The Man on Her Mind

Alan Hruska
Charing Cross Theatre

Samuel James as Jack and Amy McAllister as Nellie Credit: Sheila Burnet
Amy McAllister as Nellie, Samuel James as Leonard and Georgina Mackenzie as Janet Credit: Sheila Burnet
Amy McAllister as Nellie Credit: Sheila Burnet

Nellie is a fiction editor who lives in a 32nd floor, one-room apartment despite the fact that she has inherited her mother’s much larger flat.

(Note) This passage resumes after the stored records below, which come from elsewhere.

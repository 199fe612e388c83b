//! In-memory listing source for exercising the walker without a network.

use std::collections::VecDeque;

use chrono::{DateTime, Duration, TimeZone, Utc};

use super::{ListingSource, PageRequest};
use crate::error::VerifyError;
use crate::models::RawListing;

/// Serves canned pages (or fetch errors) in order and records what was asked of it.
#[derive(Debug, Default)]
pub struct FixtureSource {
    responses: VecDeque<Result<RawListing, VerifyError>>,
    pub requests: Vec<PageRequest>,
    pub closed: bool,
}

impl FixtureSource {
    pub fn new(pages: Vec<RawListing>) -> Self {
        Self {
            responses: pages.into_iter().map(Ok).collect(),
            ..Default::default()
        }
    }

    /// Queue a fetch error after the pages served so far.
    pub fn then_fail(mut self, error: VerifyError) -> Self {
        self.responses.push_back(Err(error));
        self
    }
}

impl ListingSource for FixtureSource {
    async fn fetch(&mut self, request: &PageRequest) -> Result<RawListing, VerifyError> {
        self.requests.push(request.clone());
        self.responses.pop_front().unwrap_or_else(|| Ok(RawListing::default()))
    }

    async fn close(&mut self) {
        self.closed = true;
    }
}

/// Fixed reference instant all fixture timestamps are relative to.
pub fn base_time() -> DateTime<Utc> {
    Utc.with_ymd_and_hms(2025, 5, 6, 10, 0, 0).unwrap()
}

/// `base_time()` shifted by a number of seconds (negative is older).
pub fn at(offset_secs: i64) -> DateTime<Utc> {
    base_time() + Duration::seconds(offset_secs)
}

/// Build a page from `(id, seconds relative to base_time)` pairs with `more`
/// pagination controls.
pub fn page(entries: &[(u64, i64)], more: usize) -> RawListing {
    RawListing {
        timestamps: entries.iter().map(|&(_, secs)| at(secs)).collect(),
        ids: entries.iter().map(|(id, _)| id.to_string()).collect(),
        titles: entries.iter().map(|(id, _)| format!("Story {id}")).collect(),
        more_links: (0..more)
            .map(|_| format!("newest?next={}&n=31", entries.last().map_or(0, |e| e.0)))
            .collect(),
        raw: format!("<html><!-- {} entries --></html>", entries.len()),
    }
}

/// `len` strictly descending entries starting just below `from_secs`, ids
/// counting down from `from_id`.
pub fn descending_page(from_id: u64, from_secs: i64, len: usize, more: usize) -> RawListing {
    let entries: Vec<(u64, i64)> = (0..len as u64)
        .map(|i| (from_id - i, from_secs - 60 * i as i64))
        .collect();
    page(&entries, more)
}
//! Stages of the event-consumption pipeline
//!
//! The stream client composes these explicitly: each inbound event goes
//! through [`payload`] (filter and extract), then into a [`Batcher`].

use crate::sse::RANDOM_EVENT_TYPE;
use crate::{ReactError, Result};

/// An event as seen by a stream consumer
#[derive(Debug, Clone, PartialEq, Eq)]
pub struct SseEvent {
    pub event_type: String,
    pub data: String,
}

/// Extracts the payload of a `random` event
///
/// Returns `None` for other event types and for events without data.
pub fn payload(event: &SseEvent) -> Option<String> {
    if event.event_type != RANDOM_EVENT_TYPE || event.data.is_empty() {
        None
    } else {
        Some(event.data.clone())
    }
}

/// Groups items into fixed-size batches
///
/// # Examples
///
/// ```
/// use reactsrv::pipeline::Batcher;
///
/// let mut batcher = Batcher::new(2).unwrap();
/// assert_eq!(batcher.push(1), None);
/// assert_eq!(batcher.push(2), Some(vec![1, 2]));
/// assert_eq!(batcher.pending(), 0);
/// ```
#[derive(Debug)]
pub struct Batcher<T> {
    size: usize,
    pending: Vec<T>,
}

impl<T> Batcher<T> {
    pub fn new(size: usize) -> Result<Self> {
        if size == 0 {
            return Err(ReactError::Config("Batch size must be at least 1".to_string()));
        }
        Ok(Self {
            size,
            pending: Vec::with_capacity(size),
        })
    }

    /// Adds an item; returns the batch it completes, if any
    pub fn push(&mut self, item: T) -> Option<Vec<T>> {
        self.pending.push(item);
        if self.pending.len() < self.size {
            return None;
        }
        Some(std::mem::replace(
            &mut self.pending,
            Vec::with_capacity(self.size),
        ))
    }

    /// Number of items waiting for the current batch to fill
    pub fn pending(&self) -> usize {
        self.pending.len()
    }

    pub fn size(&self) -> usize {
        self.size
    }
}

/// Renders a batch as `[a, b, c]`
pub fn format_batch<T: AsRef<str>>(batch: &[T]) -> String {
    let items: Vec<&str> = batch.iter().map(AsRef::as_ref).collect();
    format!("[{}]", items.join(", "))
}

Her married elder sister, Janet, who is always trying to set her up with a guy (and she has a new one in mind) can’t understand why she doesn’t live there. It’s a place she remembers where their writer mom used to be actively social. But Nellie doesn’t need a boy friend—she has got one. He turns up early just as her sister is expected to drop in for a drink. Nellie decides they can’t meet and Jack must leave but he has just popped into the bathroom when Janet arrives and she needs a pee.

Miraculously she doesn’t see Jack. When Janet has gone and he emerges he claims he laid down in the bath behind the shower curtain. Jack might like to formalise their relationship but Nellie doesn’t, she like things as they are having “better sex more often than most married people”.

Out in the suburbs, Janet and her husband Frank visit their friend Leonard, still living around crated furniture months after he moved in. He’s the guy they want to set up with Nellie. They don’t know much about him but discover he earns his living as a ghost writer. What they don’t know is that as soon as they leave, his secret girl friend pops out from upstairs. In their own minds, both Nellie and Frank think they have got the partner to answer all their dreams. That perhaps is not surprising for that is where and what these lovers are.

When, in real life, Nellie does encounter Leonard, they do hit it off so that the second act shows the sibling rivalry shifting and Janet being jealous. Shane Attwooll, as Frank, handles a scene with his wife (Georgia Mackenzie) particularly effectively.

Samuel James plays both Jack and Leonard, making a real distinction between real and imaginary partner suggesting those little deficiencies in a real man you love with whom you learn to live and forceful character traits that might send you running in real life but find fun in a lover whose actions you always control. Amy McAllister makes the real and the fantasy Nellie subtly different too, but both charming in their own way.

Bruce Guthrie’s direction keeps things light-hearted but brings out an awareness of the difference between what you might think you want and what you would actually go for, the up and down patterns of sibling relationships and between couples. Emma Bailey’s set literally expands from a tiny studio apartment to fill the whole stage and Guthrie wittily overlaps the changes with the action and even adds a twirl to the moving of furniture.

This gentle comedy ensures upbeat endings for everyone: the youngsters together, Frank is reassured that “there is nothing wrong with your endowment” and even the imaginary characters find happiness.